There were some studies done about the effects on garlic in dogs, but it doesn't say how much garlic was given. 
Garlic


----------



## BowWowMeow (May 7, 2007)

> Originally Posted By: Maedchen_If you're feeding even half the toxicity level, isn't there a safer way to treat for fleas? _
> 
> Yes, VitB complex (you can get it in liquid) or Brewers Yeast granules.


I use the garlic stuff to keep the tics off and also mosquitoes. It definitely works for tics and does seem to help with mosquitoes. I haven't had any luck with Vitamin B (tried that one year with my first dog) and I've had several dogs who couldn't handle Brewer's Yeast. The things that I've read recommend working your dogs up to a higher level of garlic.
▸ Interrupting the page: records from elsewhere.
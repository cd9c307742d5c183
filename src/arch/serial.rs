//! COM1 console and the `log` backend.

use core::fmt::Write;

use log::{LevelFilter, Log, Metadata, Record, SetLoggerError};
use spin::Mutex;
use uart_16550::SerialPort;
use x86_64::instructions::interrupts;

use crate::config::COM1_PORT;

pub static SERIAL: Mutex<SerialPort> = Mutex::new(unsafe { SerialPort::new(COM1_PORT) });

#[macro_export]
macro_rules! println {
    ($($arg:tt)*) => {{
        use core::fmt::Write;
        x86_64::instructions::interrupts::without_interrupts(|| {
            let mut serial = $crate::arch::serial::SERIAL.lock();
            let _ = writeln!(serial, $($arg)*);
        });
    }};
}

struct SerialLogger;

impl Log for SerialLogger {
    fn enabled(&self, metadata: &Metadata) -> bool {
        metadata.level() <= log::max_level()
    }

    fn log(&self, record: &Record) {
        if !self.enabled(record.metadata()) {
            return;
        }
        // IRQ handlers log too; the port lock must never be held across one.
        interrupts::without_interrupts(|| {
            let mut serial = SERIAL.lock();
            let _ = writeln!(
                serial,
                "[{:>5}] {}: {}",
                record.level(),
                record.target(),
                record.args()
            );
        });
    }

    fn flush(&self) {}
}

static LOGGER: SerialLogger = SerialLogger;

pub fn init(level: LevelFilter) -> Result<(), SetLoggerError> {
    SERIAL.lock().init();
    log::set_logger(&LOGGER)?;
    log::set_max_level(level);
    Ok(())
}
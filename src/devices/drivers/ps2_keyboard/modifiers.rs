//! Shift/Ctrl/Alt and lock-key state.

const LEFT_SHIFT: u8 = 0x2A;
const RIGHT_SHIFT: u8 = 0x36;
const CTRL: u8 = 0x1D;
const ALT: u8 = 0x38;
const CAPS_LOCK: u8 = 0x3A;
const SCROLL_LOCK: u8 = 0x46;
const NUM_LOCK: u8 = 0x45;
const INSERT: u8 = 0x52;

const LEFT_SHIFT_UP: u8 = LEFT_SHIFT | 0x80;
const RIGHT_SHIFT_UP: u8 = RIGHT_SHIFT | 0x80;
const CTRL_UP: u8 = CTRL | 0x80;
const ALT_UP: u8 = ALT | 0x80;
const CAPS_LOCK_UP: u8 = CAPS_LOCK | 0x80;
const SCROLL_LOCK_UP: u8 = SCROLL_LOCK | 0x80;
const NUM_LOCK_UP: u8 = NUM_LOCK | 0x80;
const INSERT_UP: u8 = INSERT | 0x80;

#[derive(Debug, Clone, Copy, Default, PartialEq, Eq)]
pub struct ModifierState {
    pub insert: bool,
    pub left_shift: bool,
    pub right_shift: bool,
    pub alt: bool,
    pub ctrl: bool,
    pub caps_lock: bool,
    pub scroll_lock: bool,
    pub num_lock: bool,
}

impl ModifierState {
    pub const fn new() -> Self {
        Self {
            insert: false,
            left_shift: false,
            right_shift: false,
            alt: false,
            ctrl: false,
            caps_lock: false,
            scroll_lock: false,
            num_lock: false,
        }
    }

    /// Either shift key held.
    pub fn shift(&self) -> bool {
        self.left_shift || self.right_shift
    }

    /// Applies `scan` if it is a modifier or lock key.
    ///
    /// Returns `true` when the code was consumed as a state change and must not be
    /// translated. Held modifiers follow make/break; lock keys toggle on make and
    /// ignore their break code.
    pub fn apply_if_modifier(&mut self, scan: u8) -> bool {
        match scan {
            RIGHT_SHIFT => self.right_shift = true,
            RIGHT_SHIFT_UP => self.right_shift = false,

            LEFT_SHIFT => self.left_shift = true,
            LEFT_SHIFT_UP => self.left_shift = false,

            ALT => self.alt = true,
            ALT_UP => self.alt = false,

            CTRL => self.ctrl = true,
            CTRL_UP => self.ctrl = false,

            CAPS_LOCK => self.caps_lock = !self.caps_lock,
            CAPS_LOCK_UP => {}

            SCROLL_LOCK => self.scroll_lock = !self.scroll_lock,
            SCROLL_LOCK_UP => {}

            NUM_LOCK => self.num_lock = !self.num_lock,
            NUM_LOCK_UP => {}

            INSERT => self.insert = !self.insert,
            INSERT_UP => {}

            _ => return false,
        }
        true
    }
}

#[cfg(test)]
mod tests {
    use super::*;

    const LOCKS: [u8; 4] = [CAPS_LOCK, SCROLL_LOCK, NUM_LOCK, INSERT];

    #[test]
    fn test_held_modifiers_follow_make_and_break() {
        let mut state = ModifierState::new();
        for (make, flag) in [
            (LEFT_SHIFT, (|s: &ModifierState| s.left_shift) as fn(&ModifierState) -> bool),
            (RIGHT_SHIFT, |s| s.right_shift),
            (CTRL, |s| s.ctrl),
            (ALT, |s| s.alt),
        ] {
            assert!(state.apply_if_modifier(make));
            assert!(flag(&state));
            assert!(state.apply_if_modifier(make | 0x80));
            assert!(!flag(&state));
        }
        assert_eq!(state, ModifierState::default());
    }

    #[test]
    fn test_lock_make_twice_restores() {
        for key in LOCKS {
            let mut state = ModifierState::new();
            assert!(state.apply_if_modifier(key));
            assert_ne!(state, ModifierState::default());
            assert!(state.apply_if_modifier(key));
            assert_eq!(state, ModifierState::default());
        }
    }

    #[test]
    fn test_lock_break_is_consumed_without_effect() {
        for key in LOCKS {
            let mut state = ModifierState::new();
            assert!(state.apply_if_modifier(key | 0x80));
            assert_eq!(state, ModifierState::default());

            state.apply_if_modifier(key);
            let toggled = state;
            assert!(state.apply_if_modifier(key | 0x80));
            assert_eq!(state, toggled);
        }
    }

    #[test]
    fn test_caps_lock_toggles_only_caps() {
        let mut state = ModifierState::new();
        state.apply_if_modifier(CAPS_LOCK);
        assert_eq!(state, ModifierState { caps_lock: true, ..ModifierState::default() });
    }

    #[test]
    fn test_other_codes_not_consumed() {
        let mut state = ModifierState::new();
        for scan in [0x1E, 0x9E, 0x01, 0x47, 0xE0, 0x00] {
            assert!(!state.apply_if_modifier(scan), "scan {:#x}", scan);
        }
        assert_eq!(state, ModifierState::default());
    }

    #[test]
    fn test_shift_either_side() {
        let mut state = ModifierState::new();
        assert!(!state.shift());
        state.apply_if_modifier(RIGHT_SHIFT);
        assert!(state.shift());
        state.apply_if_modifier(LEFT_SHIFT);
        state.apply_if_modifier(RIGHT_SHIFT | 0x80);
        assert!(state.shift());
    }
}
I work up to the full dose (4/day) over a period of several weeks.


----------



## BowWowMeow (May 7, 2007)

I am going to write Springtime Inc. and see what they have to say. I'll post their response.


----------



## Maedchen (May 3, 2003)

Maybe it depends on the dog. When my Lab went to puppy classes (she was on kibble at the time), there were several flea infested dogs (with non working flea collars) around and she never got one flea, bc of the brewers yeast (I believe).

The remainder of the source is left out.